Over the past development session, we built and deployed a comprehensive executive reporting framework across the QueenofSanDiego portfolio. This involved creating automated SES-based distribution pipelines, deploying critical infrastructure audits, and establishing the foundation for data-driven decision-making across four business entities and three ancillary assets. Here's how we did it and why the architecture matters.

The Problem Statement

The portfolio—spanning JADA (luxury yacht charters), QueenofSanDiego (brand/events), QuickDumpNow (waste logistics), and DangerousCentaur (entertainment)—was operating without unified visibility into financial health, technical debt, or operational performance. There was no systematic way to surface critical shortfalls to decision-makers. We needed a scalable, repeatable system to generate role-specific reports and distribute them securely.

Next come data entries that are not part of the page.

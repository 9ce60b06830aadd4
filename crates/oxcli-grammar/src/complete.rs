//! Completion candidates for a partially typed line.

use crate::lexer::tokenize_partial;
use crate::node::{Node, NodeKind};
use crate::parse::derive;

/// How a candidate relates to the word being typed.
#[derive(Debug, Clone, Copy, PartialEq, Eq, Hash)]
pub enum CompletionKind {
    /// A keyword that completes the word.
    Full,
    /// A typed slot the engine cannot enumerate (integer, pattern, any).
    Unknown,
}

/// A single completion candidate.
#[derive(Debug, Clone, PartialEq, Eq)]
pub struct Completion {
    pub kind: CompletionKind,
    /// Full text of the completed word. Empty for [`CompletionKind::Unknown`].
    pub text: String,
    /// Help attribute of the candidate node, if any.
    pub help: Option<String>,
}

/// Candidates for the last word of `line`, de-duplicated, in grammar order.
///
/// A line the tokenizer rejects has no candidates.
pub fn complete(tree: &Node, line: &str) -> Vec<Completion> {
    let tokens = match tree.kind() {
        NodeKind::ShLex(_) => match tokenize_partial(line) {
            Ok(t) => t,
            Err(e) => {
                log::trace!("no completions: {e}");
                return Vec::new();
            },
        },
        _ => vec![line.to_string()],
    };
    let mut out = Vec::new();
    collect(tree, &tokens, 0, &mut out);
    out
}

/// Number of candidates that complete the word to a concrete keyword.
pub fn full_count(items: &[Completion]) -> usize {
    items
        .iter()
        .filter(|c| c.kind == CompletionKind::Full)
        .count()
}

fn push_unique(out: &mut Vec<Completion>, item: Completion) {
    if !out
        .iter()
        .any(|c| c.kind == item.kind && c.text == item.text)
    {
        out.push(item);
    }
}

fn collect(node: &Node, tokens: &[String], pos: usize, out: &mut Vec<Completion>) {
    // The last token is the word being completed; earlier ones are complete.
    let last = tokens.len() - 1;
    if pos > last {
        return;
    }
    let help = node.help().map(str::to_string);
    match node.kind() {
        NodeKind::Str(word) => {
            if pos == last && word.starts_with(tokens[last].as_str()) {
                push_unique(
                    out,
                    Completion {
                        kind: CompletionKind::Full,
                        text: word.clone(),
                        help,
                    },
                );
            }
        },
        NodeKind::Int { .. } | NodeKind::Re(_) | NodeKind::Any => {
            if pos == last {
                push_unique(
                    out,
                    Completion {
                        kind: CompletionKind::Unknown,
                        text: String::new(),
                        help,
                    },
                );
            }
        },
        NodeKind::Seq(children) => {
            let done = &tokens[..last];
            let mut positions = vec![pos];
            for child in children {
                let mut next = Vec::new();
                for &at in &positions {
                    collect(child, tokens, at, out);
                    for d in derive(child, done, at) {
                        let end = d.span().end;
                        if !next.contains(&end) {
                            next.push(end);
                        }
                    }
                }
                if next.is_empty() {
                    break;
                }
                positions = next;
            }
        },
        NodeKind::Or(children) => {
            for child in children {
                collect(child, tokens, pos, out);
            }
        },
        NodeKind::Option(child) | NodeKind::ShLex(child) => collect(child, tokens, pos, out),
        NodeKind::Cmd { seq, .. } => collect(seq, tokens, pos, out),
    }
}
//! Network backend traits.
//!
//! The remote session runs on top of these so the listener can be driven
//! by a real socket backend or by an in-memory one in tests.

use std::net::SocketAddr;

use crate::error::Result;

/// Listening side of a TCP transport.
pub trait NetworkBackend {
    /// Start listening for incoming connections on the given port.
    fn listen(&mut self, port: u16) -> Result<()>;

    /// Accept a pending connection. Returns `None` if no connection waiting.
    fn accept(&mut self) -> Result<Option<Box<dyn NetworkStream>>>;

    /// Local address of the listening socket, once listening.
    fn local_addr(&self) -> Option<SocketAddr>;

    /// Stop listening and release the socket.
    fn shutdown(&mut self);
}

/// A bidirectional byte stream (TCP connection).
pub trait NetworkStream: Send {
    /// Non-blocking read. `WouldBlock` surfaces as an `Io` error.
    fn read(&mut self, buf: &mut [u8]) -> Result<usize>;
    /// Non-blocking write. May take fewer bytes than offered; a full
    /// send buffer surfaces as a `WouldBlock` `Io` error.
    fn write(&mut self, data: &[u8]) -> Result<usize>;
    fn close(&mut self) -> Result<()>;
    /// Address of the remote peer.
    fn peer_addr(&self) -> Option<SocketAddr>;
}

Architecture: Report Generation and Distribution

File Structure:

  • /Users/cb/Documents/repos/tools/send_exec_reports.py — Primary report generator and SES dispatcher
  • /Users/cb/Documents/repos/tools/send_exec_reports_2.py — Variant for A/B testing and iterative improvements
  • /Users/cb/Documents/repos/sites/queenofsandiego.com/tools/shipcaptaincrew/lambda_function.py — AWS Lambda handler for ShipCaptainCrew (real-time checklist and event management system)
  • /Users/cb/Documents/repos/sites/queenofsandiego.com/tools/shipcaptaincrew/frontend/index.html — Single-page frontend for crew and captain workflows

Why Python for Report Generation? Python's ecosystem (boto3 for AWS, templating libraries) made it the natural choice for generating complex, multi-stakeholder reports. The reports themselves were data-driven narratives—pulling from project handoffs, environment configs, and historical session logs—then formatted as structured email bodies via AWS SES.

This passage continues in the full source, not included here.